El sector industrial mexicano atraviesa la segunda mitad de 2026 con señales de estabilización parcial, según datos del Indicador Mensual de la Actividad Industrial publicado por el Inegi. En abril, la actividad general registró un avance de 2.1% mensual y 1.8% anual, impulsado principalmente por el dinamismo de la construcción, que creció 7.6% mensual y 10.2% anual. Las manufacturas, en cambio, avanzaron solo 1.2% en el mes y mantuvieron una contracción anual de 0.3%.
Esta diferencia de ritmo revela que la recuperación no es uniforme y que varios subsectores siguen enfrentando restricciones estructurales. La construcción ha funcionado como motor temporal gracias a proyectos de infraestructura pública y privada que se mantienen en marcha, mientras que la manufactura exportadora continúa ajustándose a un entorno de menor visibilidad.
Incógnitas del T-MEC y cautela inversora
El proceso de revisión del T-MEC introduce una capa adicional de incertidumbre que afecta las decisiones de inversión de largo plazo. Aunque el tratado permanece vigente, las empresas prefieren posponer ampliaciones de capacidad o nuevos contratos hasta contar con mayor claridad sobre las reglas futuras. Esta postura no anula las ventajas competitivas de México, como su proximidad con Estados Unidos y su base manufacturera consolidada, pero sí reduce el ritmo del nearshoring.
La cautela ya se observa en el segmento de transporte y logística. Empresas como Traxión reportan menor kilometraje recorrido y menor utilización de flota en el primer trimestre de 2026, derivado de la menor actividad de sus clientes exportadores. La compañía ha respondido priorizando rentabilidad sobre volumen mediante ajustes selectivos de tarifas y una gestión más estricta de activos. En rutas donde no resulte viable mantener unidades propias, se contempla recurrir a su plataforma de brokerage TRAXPORTA para atender demanda sin incurrir en nuevo CapEx.

Desafíos en componentes automotrices
En el segmento de componentes automotrices, Nemak enfrenta un escenario mixto tras la adquisición de GF Casting Solutions. La operación amplía su presencia en piezas estructurales y aplicaciones vinculadas a la electromovilidad, pero la adopción de vehículos eléctricos en Norteamérica avanza de forma más gradual de lo previsto, con mayor peso de las plataformas híbridas. El portafolio resultante permite atender vehículos de combustión interna, híbridos y eléctricos, lo que reduce la dependencia de un solo escenario tecnológico.
Los inversionistas esperan ahora evidencia concreta de sinergias operativas, recuperación de márgenes y reducción del apalancamiento. Una moderación en la producción regional de vehículos podría limitar volúmenes y afectar la utilización de capacidad instalada, aun cuando la exposición directa al T-MEC parezca acotada.

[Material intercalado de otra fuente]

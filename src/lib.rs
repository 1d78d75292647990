pub mod cache;
pub mod config;
pub mod engine;
pub mod error;
pub mod features;
pub mod impact;
pub mod models;
pub mod predict;
pub mod service;
pub mod visualization;

#[cfg(feature = "web")]
pub mod web;

pub use config::ForecastConfig;
pub use error::ForecastError;
pub use models::{
    CellId, ProjectionResult, ProjectionSummary, ScenarioInput, TreeCohortState, YearlyProjection,
};
pub use service::ForecastService;
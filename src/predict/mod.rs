mod artifact;
mod growth;
mod survival;

use std::path::Path;

pub use artifact::LinearArtifact;
pub use growth::{
    GrowthPredictor, GrowthTiers, GROWTH_FEATURES, MAX_GROWTH_CM_PER_YEAR,
    MEDIUM_MAX_DBH_CM, MIN_GROWTH_CM_PER_YEAR, YOUNG_MAX_DBH_CM,
};
pub use survival::{
    compound_survival, HealthSurvivalRates, SurvivalPredictor, MAX_ANNUAL_SURVIVAL,
    MIN_ANNUAL_SURVIVAL, SURVIVAL_FEATURES,
};

/// Artifact file names looked up inside a model directory.
pub const GROWTH_ARTIFACT: &str = "growth_model.json";
pub const SURVIVAL_ARTIFACT: &str = "survival_model.json";

/// The growth/survival predictor pair, selected once at startup and treated
/// as an immutable shared-read resource for the process lifetime.
#[derive(Debug, Clone)]
pub struct PredictorSet {
    pub growth: GrowthPredictor,
    pub survival: SurvivalPredictor,
}

impl PredictorSet {
    /// The pure-fallback set used when no artifact directory is configured.
    pub fn rule_based() -> Self {
        Self {
            growth: GrowthPredictor::rule_based(),
            survival: SurvivalPredictor::rule_based(),
        }
    }

    /// Load learned artifacts from a directory, falling back per-predictor
    /// to the rule tiers when an artifact is missing or malformed.
    ///
    /// The fallback is recovery, not failure: the request path keeps
    /// working, and the downgrade is logged rather than swallowed.
    pub fn load(dir: impl AsRef<Path>) -> Self {
        let dir = dir.as_ref();
        let growth = match LinearArtifact::from_path(dir.join(GROWTH_ARTIFACT), GROWTH_FEATURES) {
            Ok(artifact) => GrowthPredictor::Learned(artifact),
            Err(e) => {
                tracing::warn!(error = %e, "growth model unavailable, using rule-based tiers");
                GrowthPredictor::rule_based()
            }
        };
        let survival =
            match LinearArtifact::from_path(dir.join(SURVIVAL_ARTIFACT), SURVIVAL_FEATURES) {
                Ok(artifact) => SurvivalPredictor::Learned(artifact),
                Err(e) => {
                    tracing::warn!(error = %e, "survival model unavailable, using health-keyed constants");
                    SurvivalPredictor::rule_based()
                }
            };
        Self { growth, survival }
    }

    /// Short description for startup logging.
    pub fn describe(&self) -> String {
        let name = |learned: bool| if learned { "learned" } else { "rule-based" };
        format!(
            "growth={}, survival={}",
            name(self.growth.is_learned()),
            name(self.survival.is_learned())
        )
    }
}
use serde::{Deserialize, Serialize};

/// Diameter at which trunk growth saturates (cm DBH).
pub const MAX_DBH_CM: f64 = 100.0;

/// Opaque spatial identifier for a hexagonal grid cell.
///
/// The feature provider buckets geography into H3 cells; this core treats
/// the index purely as a lookup key.
#[derive(Debug, Clone, PartialEq, Eq, Hash, PartialOrd, Ord, Serialize, Deserialize)]
#[serde(transparent)]
pub struct CellId(pub String);

impl CellId {
    pub fn new(id: impl Into<String>) -> Self {
        Self(id.into())
    }

    pub fn as_str(&self) -> &str {
        &self.0
    }
}

impl std::fmt::Display for CellId {
    fn fmt(&self, f: &mut std::fmt::Formatter<'_>) -> std::fmt::Result {
        write!(f, "{}", self.0)
    }
}

impl From<&str> for CellId {
    fn from(s: &str) -> Self {
        CellId(s.to_string())
    }
}

/// Health rating of a tree population, as recorded by street-tree censuses.
#[derive(Debug, Clone, Copy, PartialEq, Eq, Hash, Serialize, Deserialize)]
pub enum HealthRating {
    Good,
    Fair,
    Poor,
}

impl std::fmt::Display for HealthRating {
    fn fmt(&self, f: &mut std::fmt::Formatter<'_>) -> std::fmt::Result {
        match self {
            HealthRating::Good => write!(f, "Good"),
            HealthRating::Fair => write!(f, "Fair"),
            HealthRating::Poor => write!(f, "Poor"),
        }
    }
}

impl std::str::FromStr for HealthRating {
    type Err = crate::error::ForecastError;

    fn from_str(s: &str) -> Result<Self, Self::Err> {
        match s.to_lowercase().as_str() {
            "good" | "g" => Ok(HealthRating::Good),
            "fair" | "f" => Ok(HealthRating::Fair),
            "poor" | "p" => Ok(HealthRating::Poor),
            _ => Err(crate::error::ForecastError::Parse(format!(
                "Unknown health rating: '{s}'"
            ))),
        }
    }
}

/// One species' share of a cell's tree population.
#[derive(Debug, Clone, PartialEq, Serialize, Deserialize)]
pub struct SpeciesShare {
    /// Species code (e.g. "ACRU" for Acer rubrum)
    pub code: String,
    /// Fraction of the population (0.0 - 1.0)
    pub fraction: f64,
}

/// Health distribution of a cell's tree population.
#[derive(Debug, Clone, Copy, PartialEq, Serialize, Deserialize)]
pub struct HealthMix {
    pub good: f64,
    pub fair: f64,
    pub poor: f64,
}

impl HealthMix {
    /// The most common rating, used as the predictor input for the cohort.
    pub fn dominant(&self) -> HealthRating {
        if self.good >= self.fair && self.good >= self.poor {
            HealthRating::Good
        } else if self.fair >= self.poor {
            HealthRating::Fair
        } else {
            HealthRating::Poor
        }
    }
}

/// Aggregate state of a cell's street-tree population at a point in time.
///
/// This is what the external feature provider supplies per cell: a count,
/// an average trunk diameter, and optional species/health distributions
/// used as predictor inputs.
#[derive(Debug, Clone, PartialEq, Serialize, Deserialize)]
pub struct TreeCohortState {
    /// Number of living trees in the cell
    pub tree_count: u32,
    /// Average diameter at breast height in centimeters, in [0, 100]
    pub avg_diameter_cm: f64,
    /// Species distribution (optional)
    #[serde(default)]
    pub species_mix: Vec<SpeciesShare>,
    /// Health distribution (optional)
    #[serde(default)]
    pub health_mix: Option<HealthMix>,
}

impl TreeCohortState {
    /// Create a state with no distribution information.
    pub fn new(tree_count: u32, avg_diameter_cm: f64) -> Self {
        Self {
            tree_count,
            avg_diameter_cm,
            species_mix: Vec::new(),
            health_mix: None,
        }
    }

    /// The species code carrying the largest share, if any mix was recorded.
    pub fn dominant_species(&self) -> Option<&str> {
        self.species_mix
            .iter()
            .max_by(|a, b| a.fraction.total_cmp(&b.fraction))
            .map(|s| s.code.as_str())
    }

    /// The most common health rating, defaulting to `Fair` when unrecorded.
    pub fn dominant_health(&self) -> HealthRating {
        self.health_mix
            .map(|m| m.dominant())
            .unwrap_or(HealthRating::Fair)
    }

    /// Validate the §3 invariants. Returns `ForecastError::Parse` on failure.
    pub fn validate(&self) -> Result<(), crate::error::ForecastError> {
        if !self.avg_diameter_cm.is_finite() || self.avg_diameter_cm < 0.0 {
            return Err(crate::error::ForecastError::Parse(format!(
                "avg_diameter_cm must be a non-negative number, got {}",
                self.avg_diameter_cm
            )));
        }
        if self.avg_diameter_cm > MAX_DBH_CM {
            return Err(crate::error::ForecastError::Parse(format!(
                "avg_diameter_cm must be at most {MAX_DBH_CM}, got {}",
                self.avg_diameter_cm
            )));
        }
        for share in &self.species_mix {
            if !(0.0..=1.0).contains(&share.fraction) {
                return Err(crate::error::ForecastError::Parse(format!(
                    "species '{}' fraction must be in 0.0..=1.0, got {}",
                    share.code, share.fraction
                )));
            }
        }
        if let Some(mix) = &self.health_mix {
            for (name, v) in [("good", mix.good), ("fair", mix.fair), ("poor", mix.poor)] {
                if !(0.0..=1.0).contains(&v) {
                    return Err(crate::error::ForecastError::Parse(format!(
                        "health fraction '{name}' must be in 0.0..=1.0, got {v}"
                    )));
                }
            }
        }
        Ok(())
    }
}
use std::sync::Arc;

use crate::cache::{CacheStats, ResultCache};
use crate::config::ForecastConfig;
use crate::engine::ProjectionEngine;
use crate::error::ForecastError;
use crate::features::FeatureProvider;
use crate::models::{CellId, ProjectionResult, ScenarioInput, YearlyProjection};
use crate::predict::PredictorSet;

/// Constructed-once context wiring the feature provider, the predictor
/// pair, the simulation engine, and the result cache together.
///
/// Everything inside is read-mostly after construction; the cache is the
/// only mutable shared structure, and it manages its own locking. The
/// service is `Send + Sync` and is shared across request handlers.
pub struct ForecastService {
    provider: Arc<dyn FeatureProvider>,
    engine: ProjectionEngine,
    cache: ResultCache,
}

impl ForecastService {
    pub fn new(
        provider: Arc<dyn FeatureProvider>,
        predictors: Arc<PredictorSet>,
        config: &ForecastConfig,
    ) -> Self {
        tracing::info!(predictors = %predictors.describe(), "forecast service ready");
        Self {
            provider,
            engine: ProjectionEngine::new(predictors, config.impact.clone(), config.engine.clone()),
            cache: ResultCache::new(config.cache.ttl()),
        }
    }

    /// Validate and run one scenario. Signed inputs because the request
    /// boundary is signed; rejection happens before any lookup or
    /// computation starts.
    pub fn project(
        &self,
        cell_id: &str,
        years: i64,
        new_trees: i64,
    ) -> Result<Arc<ProjectionResult>, ForecastError> {
        let scenario = ScenarioInput::new(cell_id, years, new_trees)?;
        self.project_scenario(&scenario)
    }

    /// Run a validated scenario through the cache; on a miss the feature
    /// provider is queried once and the engine runs.
    pub fn project_scenario(
        &self,
        scenario: &ScenarioInput,
    ) -> Result<Arc<ProjectionResult>, ForecastError> {
        self.cache.get_or_compute(scenario, || {
            let state = self.provider.cell_features(&scenario.cell_id)?;
            tracing::debug!(
                cell = %scenario.cell_id,
                years = scenario.years,
                new_trees = scenario.new_trees_to_plant,
                "running projection"
            );
            self.engine.project(&state, scenario)
        })
    }

    /// Year-0 view of a cell without running a simulation.
    pub fn cell_snapshot(&self, cell_id: &str) -> Result<YearlyProjection, ForecastError> {
        let state = self.provider.cell_features(&CellId::new(cell_id))?;
        Ok(self.engine.snapshot(&state))
    }

    pub fn cells(&self) -> Vec<CellId> {
        self.provider.cell_ids()
    }

    /// All known cells with their current state, sorted by cell id.
    pub fn cell_states(&self) -> Vec<(CellId, crate::models::TreeCohortState)> {
        self.provider
            .cell_ids()
            .into_iter()
            .filter_map(|id| {
                let state = self.provider.cell_features(&id).ok()?;
                Some((id, state))
            })
            .collect()
    }

    pub fn cache_stats(&self) -> CacheStats {
        self.cache.stats()
    }
}
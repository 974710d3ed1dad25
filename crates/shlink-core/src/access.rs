//! Access request items (RAR items) and the references that name them.
//!
//! A client asks for access either by naming a structured item
//! (`{type, actions?, locations, datatypes?}`) or by a bare string
//! reference: the id of a shared link, or the well-known
//! [`INITIALIZE_REFERENCE`].

use serde::{Deserialize, Serialize};
use std::fmt;

/// Reference that asks the server to mint a fresh package namespace.
pub const INITIALIZE_REFERENCE: &str = "shclink-initialize";

/// Kind of right an access item grants.
#[derive(Debug, Clone, Copy, PartialEq, Eq, Hash, Serialize, Deserialize)]
pub enum AccessType {
    /// Read files inside a package's data namespace.
    #[serde(rename = "shclink-read", alias = "read")]
    Read,
    /// Write files inside a package's data namespace.
    #[serde(rename = "shclink-modify", alias = "modify")]
    Modify,
    /// Publish the link policy of a package.
    #[serde(rename = "shclink-share", alias = "share")]
    Share,
    /// Create a new package.
    #[serde(rename = "shclink-initialize", alias = "initialize")]
    Initialize,
}

impl fmt::Display for AccessType {
    fn fmt(&self, f: &mut fmt::Formatter<'_>) -> fmt::Result {
        match self {
            Self::Read => write!(f, "shclink-read"),
            Self::Modify => write!(f, "shclink-modify"),
            Self::Share => write!(f, "shclink-share"),
            Self::Initialize => write!(f, "shclink-initialize"),
        }
    }
}

/// HTTP action an item may be exercised with.
#[derive(Debug, Clone, Copy, PartialEq, Eq, Hash, Serialize, Deserialize)]
#[serde(rename_all = "UPPERCASE")]
pub enum Action {
    /// `GET`
    Get,
    /// `PUT`
    Put,
    /// `POST`
    Post,
    /// `DELETE`
    Delete,
}

impl Action {
    /// Every action, in the order grants list them.
    pub const ALL: [Self; 4] = [Self::Post, Self::Get, Self::Put, Self::Delete];
}

/// Media type an item covers.
#[derive(Debug, Clone, Copy, PartialEq, Eq, Hash, Serialize, Deserialize)]
pub enum Datatype {
    /// A SMART Health Card.
    #[serde(rename = "application/smart-health-card")]
    SmartHealthCard,
    /// A FHIR JSON resource or bundle.
    #[serde(rename = "application/fhir+json")]
    FhirJson,
}

/// A structured access item.
#[derive(Debug, Clone, PartialEq, Eq, Serialize, Deserialize)]
pub struct RarItem {
    /// Kind of right.
    #[serde(rename = "type")]
    pub access_type: AccessType,
    /// Permitted actions, if restricted.
    #[serde(default, skip_serializing_if = "Option::is_none")]
    pub actions: Option<Vec<Action>>,
    /// Exact absolute URIs the item covers. Never patterns.
    pub locations: Vec<String>,
    /// Media types, if restricted.
    #[serde(default, skip_serializing_if = "Option::is_none")]
    pub datatypes: Option<Vec<Datatype>>,
}

impl RarItem {
    /// Item of `access_type` over `locations`, no action or datatype restriction.
    #[must_use]
    pub fn new<I, S>(access_type: AccessType, locations: I) -> Self
    where
        I: IntoIterator<Item = S>,
        S: Into<String>,
    {
        Self {
            access_type,
            actions: None,
            locations: locations.into_iter().map(Into::into).collect(),
            datatypes: None,
        }
    }

    /// A `read` item over `locations`.
    #[must_use]
    pub fn read<I, S>(locations: I) -> Self
    where
        I: IntoIterator<Item = S>,
        S: Into<String>,
    {
        Self::new(AccessType::Read, locations)
    }

    /// Restrict the item to `actions`.
    #[must_use]
    pub fn with_actions(mut self, actions: impl Into<Vec<Action>>) -> Self {
        self.actions = Some(actions.into());
        self
    }

    /// Whether this item is of `access_type` and lists `location` verbatim.
    #[must_use]
    pub fn covers(&self, access_type: AccessType, location: &str) -> bool {
        self.access_type == access_type && self.locations.iter().any(|l| l == location)
    }
}

/// One entry of a requested or granted access list.
#[derive(Debug, Clone, PartialEq, Eq, Serialize, Deserialize)]
#[serde(untagged)]
pub enum AccessRequestItem {
    /// A bare reference: a link id or [`INITIALIZE_REFERENCE`].
    Reference(String),
    /// A structured item.
    Item(RarItem),
}

impl AccessRequestItem {
    /// The reference string, if this is a reference.
    #[must_use]
    pub fn as_reference(&self) -> Option<&str> {
        match self {
            Self::Reference(r) => Some(r),
            Self::Item(_) => None,
        }
    }

    /// The structured item, if this is one.
    #[must_use]
    pub fn as_item(&self) -> Option<&RarItem> {
        match self {
            Self::Item(item) => Some(item),
            Self::Reference(_) => None,
        }
    }

    /// Whether this is the package-initialization reference.
    #[must_use]
    pub fn is_initialize(&self) -> bool {
        self.as_reference() == Some(INITIALIZE_REFERENCE)
    }
}

impl From<RarItem> for AccessRequestItem {
    fn from(item: RarItem) -> Self {
        Self::Item(item)
    }
}
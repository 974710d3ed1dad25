//! Detached Ed25519 signatures, as carried in the third segment of a
//! compact JWS.

use ed25519_dalek::{Signature as DalekSignature, Verifier, VerifyingKey};
use std::fmt;

use crate::encoding::{b64url_decode, b64url_encode};
use crate::error::{CryptoError, CryptoResult};

const SIGNATURE_LEN: usize = 64;

/// A 64 byte Ed25519 signature.
#[derive(Clone, Copy, PartialEq, Eq)]
pub struct Signature([u8; SIGNATURE_LEN]);

impl Signature {
    /// # Errors
    ///
    /// Returns [`CryptoError::InvalidSignatureLength`] unless `slice` is 64
    /// bytes.
    pub fn try_from_slice(slice: &[u8]) -> CryptoResult<Self> {
        slice
            .try_into()
            .map(Self)
            .map_err(|_| CryptoError::InvalidSignatureLength {
                expected: SIGNATURE_LEN,
                actual: slice.len(),
            })
    }

    /// Raw signature bytes.
    #[must_use]
    pub const fn to_bytes(self) -> [u8; SIGNATURE_LEN] {
        self.0
    }

    /// The JWS signature segment.
    #[must_use]
    pub fn to_base64url(&self) -> String {
        b64url_encode(self.0)
    }

    /// Parse a JWS signature segment.
    ///
    /// # Errors
    ///
    /// Fails on bad base64url or a length other than 64 bytes.
    pub fn from_base64url(segment: &str) -> CryptoResult<Self> {
        Self::try_from_slice(&b64url_decode(segment)?)
    }

    /// Strict verification: small-order keys and non-canonical `S` values
    /// are rejected along with plain mismatches.
    ///
    /// # Errors
    ///
    /// Returns [`CryptoError::InvalidPublicKey`] when `public_key` is not a
    /// point, otherwise [`CryptoError::SignatureVerificationFailed`].
    pub fn verify(&self, message: &[u8], public_key: &[u8; 32]) -> CryptoResult<()> {
        VerifyingKey::from_bytes(public_key)
            .map_err(|e| CryptoError::InvalidPublicKey(e.to_string()))?
            .verify_strict(message, &DalekSignature::from_bytes(&self.0))
            .map_err(|_| CryptoError::SignatureVerificationFailed)
    }
}

impl From<[u8; SIGNATURE_LEN]> for Signature {
    fn from(bytes: [u8; SIGNATURE_LEN]) -> Self {
        Self(bytes)
    }
}

impl From<DalekSignature> for Signature {
    fn from(sig: DalekSignature) -> Self {
        Self(sig.to_bytes())
    }
}

impl fmt::Debug for Signature {
    fn fmt(&self, f: &mut fmt::Formatter<'_>) -> fmt::Result {
        let encoded = self.to_base64url();
        write!(f, "Signature({}..)", encoded.get(..12).unwrap_or(&encoded))
    }
}

#[cfg(test)]
mod tests {
    use super::*;
    use crate::KeyPair;

    #[test]
    fn test_segment_decodes_to_verifiable_signature() {
        let keypair = KeyPair::generate();
        let segment = keypair.sign(b"header.payload").to_base64url();

        let sig = Signature::from_base64url(&segment).unwrap();
        sig.verify(b"header.payload", keypair.public_key_bytes())
            .unwrap();
    }

    #[test]
    fn test_short_signature_rejected() {
        assert!(matches!(
            Signature::try_from_slice(&[0u8; 63]),
            Err(CryptoError::InvalidSignatureLength {
                expected: 64,
                actual: 63
            })
        ));
        assert!(Signature::from_base64url("AAAA").is_err());
    }

    #[test]
    fn test_any_flipped_bit_fails() {
        let keypair = KeyPair::generate();
        let original = keypair.sign(b"header.payload").to_bytes();

        for byte in [0, 31, 32, 63] {
            let mut bytes = original;
            bytes[byte] ^= 0x80;
            assert!(
                Signature::from(bytes)
                    .verify(b"header.payload", keypair.public_key_bytes())
                    .is_err()
            );
        }
    }
}
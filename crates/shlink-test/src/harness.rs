//! In-process authorization server for tests.

use std::sync::Arc;

use serde_json::Value;
use shlink_core::{AccessRequestItem, AccessType, INITIALIZE_REFERENCE, ManualClock};
use shlink_gateway::{
    AuthorizationServer, GatewayError, GatewayResult, GrantResponse, MemoryResources,
    PolicyRequest, PolicyResponse, ResourceProvider, Response, ServerSettings,
};

use crate::client::TestClient;
use crate::fixtures::{TEST_EPOCH, test_settings};

/// A package created by an initialize grant, with the owner's token.
#[derive(Debug, Clone)]
pub struct OwnedPackage {
    /// Bearer token carrying `modify` on the data URL and `share` on the
    /// policy URL.
    pub token: String,
    /// `.../{package}/data`.
    pub data_url: String,
    /// `.../{package}/policy`.
    pub policy_url: String,
    /// The package (and link) id.
    pub package_id: String,
}

impl OwnedPackage {
    fn from_grant(grant: &GrantResponse) -> GatewayResult<Self> {
        let first = |access_type| {
            grant
                .locations_of(access_type)
                .first()
                .map(|l| (*l).to_owned())
                .ok_or_else(|| {
                    GatewayError::BadRequest(format!("initialize grant lacks {access_type:?}"))
                })
        };
        let data_url = first(AccessType::Modify)?;
        let policy_url = first(AccessType::Share)?;
        let package_id = policy_url
            .trim_end_matches("/policy")
            .rsplit('/')
            .next()
            .unwrap_or_default()
            .to_owned();
        Ok(Self {
            token: grant.access_token.value.clone(),
            data_url,
            policy_url,
            package_id,
        })
    }

    /// URL of `file` inside this package's data directory.
    #[must_use]
    pub fn file_url(&self, file: &str) -> String {
        format!("{}/{file}", self.data_url)
    }
}

/// An [`AuthorizationServer`] on a [`ManualClock`] with in-memory resources.
#[derive(Debug)]
pub struct TestHarness {
    /// Shared clock; advancing it ages tokens and signed requests alike.
    pub clock: ManualClock,
    /// Resources served to authorized reads.
    pub resources: Arc<MemoryResources>,
    /// The server under test.
    pub server: Arc<AuthorizationServer>,
}

impl Default for TestHarness {
    fn default() -> Self {
        Self::new()
    }
}

impl TestHarness {
    /// Harness with [`test_settings`].
    #[must_use]
    pub fn new() -> Self {
        Self::with_settings(test_settings())
    }

    /// Harness with custom settings.
    #[must_use]
    pub fn with_settings(settings: ServerSettings) -> Self {
        let clock = ManualClock::new(TEST_EPOCH);
        let resources = Arc::new(MemoryResources::new());
        let server = Arc::new(AuthorizationServer::with_clock(
            settings,
            Arc::clone(&resources) as Arc<dyn ResourceProvider>,
            clock.shared(),
        ));
        Self {
            clock,
            resources,
            server,
        }
    }

    /// A new client signing on this harness's clock.
    #[must_use]
    pub fn client(&self, name: &str) -> TestClient {
        TestClient::new(name, self.clock.shared())
    }

    /// Move the clock forward.
    pub fn advance(&self, seconds: i64) {
        self.clock.advance(seconds);
    }

    /// Serve `value` at `location`.
    pub fn publish(&self, location: impl Into<String>, value: Value) {
        self.resources.insert(location, value);
    }

    /// Request `access` through `POST /gnap`.
    ///
    /// # Errors
    ///
    /// Whatever the grant endpoint returns.
    pub async fn grant(
        &self,
        client: &TestClient,
        access: Vec<AccessRequestItem>,
        pin: Option<&str>,
    ) -> GatewayResult<GrantResponse> {
        let request = client.grant_request(access, pin)?;
        self.server.request_grant(&request).await
    }

    /// Create a package owned by `client`.
    ///
    /// # Errors
    ///
    /// Whatever the grant endpoint returns.
    pub async fn initialize(&self, client: &TestClient) -> GatewayResult<OwnedPackage> {
        let grant = self
            .grant(
                client,
                vec![AccessRequestItem::Reference(INITIALIZE_REFERENCE.to_owned())],
                None,
            )
            .await?;
        OwnedPackage::from_grant(&grant)
    }

    /// Replace `package`'s link policy.
    ///
    /// # Errors
    ///
    /// Whatever the policy endpoint returns.
    pub async fn share(
        &self,
        client: &TestClient,
        package: &OwnedPackage,
        body: &PolicyRequest,
    ) -> GatewayResult<PolicyResponse> {
        let request = client.send("PUT", &package.policy_url, body, Some(&package.token))?;
        self.server.put_policy(&request).await
    }

    /// Claim `link_id`.
    ///
    /// # Errors
    ///
    /// Whatever the grant endpoint returns.
    pub async fn claim(
        &self,
        client: &TestClient,
        link_id: &str,
        pin: Option<&str>,
    ) -> GatewayResult<GrantResponse> {
        self.grant(
            client,
            vec![AccessRequestItem::Reference(link_id.to_owned())],
            pin,
        )
        .await
    }

    /// Read `url` presenting `token`.
    ///
    /// # Errors
    ///
    /// Whatever the data endpoint returns.
    pub async fn fetch(&self, client: &TestClient, url: &str, token: &str) -> GatewayResult<Value> {
        let request = client.get(url, token)?;
        self.server.fetch_resource(&request).await
    }

    /// Like [`TestHarness::fetch`], rendered through the dispatcher.
    ///
    /// # Errors
    ///
    /// Returns an error only if the request cannot be signed.
    pub async fn fetch_response(
        &self,
        client: &TestClient,
        url: &str,
        token: &str,
    ) -> GatewayResult<Response> {
        let request = client.get(url, token)?;
        Ok(self.server.handle(&request).await)
    }
}

#[cfg(test)]
mod tests {
    use super::*;
    use crate::fixtures::share_body;

    #[tokio::test]
    async fn test_initialize_describes_package() {
        let harness = TestHarness::new();
        let alice = harness.client("alice");

        let package = harness.initialize(&alice).await.unwrap();
        assert!(package.data_url.contains(alice.key_id()));
        assert!(package.data_url.ends_with(&format!("/{}/data", package.package_id)));
        assert_eq!(
            package.policy_url,
            package.data_url.replace("/data", "/policy")
        );
    }

    #[tokio::test]
    async fn test_share_claim_fetch_round() {
        let harness = TestHarness::new();
        let (alice, bob) = (harness.client("alice"), harness.client("bob"));

        let package = harness.initialize(&alice).await.unwrap();
        let file = package.file_url("bundle.json");
        harness.publish(file.clone(), serde_json::json!({"ok": true}));

        let link = harness
            .share(&alice, &package, &share_body([&file], 1))
            .await
            .unwrap();
        assert_eq!(link.gnap.access, package.package_id);

        let grant = harness.claim(&bob, &link.gnap.access, None).await.unwrap();
        let value = harness
            .fetch(&bob, &file, &grant.access_token.value)
            .await
            .unwrap();
        assert_eq!(value["ok"], true);
    }
}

Presión de materias primas y efecto geopolítico
El alza reciente en algunos insumos industriales añade otra variable relevante. El incremento en la prima de riesgo geopolítico derivado de tensiones en Medio Oriente ha elevado los precios del petróleo y de derivados como nafta, con impacto directo en cadenas petroquímicas de resinas, PVC, PET y poliéster. Para las empresas expuestas, el encarecimiento de insumos puede comprimir márgenes, aunque en ciertos casos permite elevar ingresos o registrar mejoras temporales de rentabilidad.
El capital de trabajo se convierte en el punto crítico. Inventarios más caros elevan el valor de las existencias y pueden afectar la generación de efectivo durante el tercer y cuarto trimestres de 2026. En el caso de Alpek y Orbia, la reciente recuperación de márgenes y las disrupciones logísticas que encarecen importaciones hacia América han generado lecturas más favorables en el corto plazo.
Perspectivas hacia el cierre del año
De cara al cierre de 2026, el sector industrial mexicano mantiene una visión constructiva pero condicionada a una recuperación gradual y diferenciada por subsector. La construcción puede seguir aportando al agregado, mientras que la manufactura exportadora, el transporte y los proveedores de componentes automotrices dependerán de mayor estabilidad en pedidos, utilización de activos y producción regional de vehículos.
En petroquímicos, el entorno de precios podría permanecer favorable en el corto plazo por la prima de riesgo asociada a Medio Oriente. Sin embargo, al no observarse un cierre total y sostenido del Estrecho de Hormuz, el beneficio no debe considerarse permanente. Las empresas que logren traducir las condiciones actuales en mejoras estructurales de flujo operativo y reducción de apalancamiento estarán mejor posicionadas para enfrentar un escenario de mayor normalización.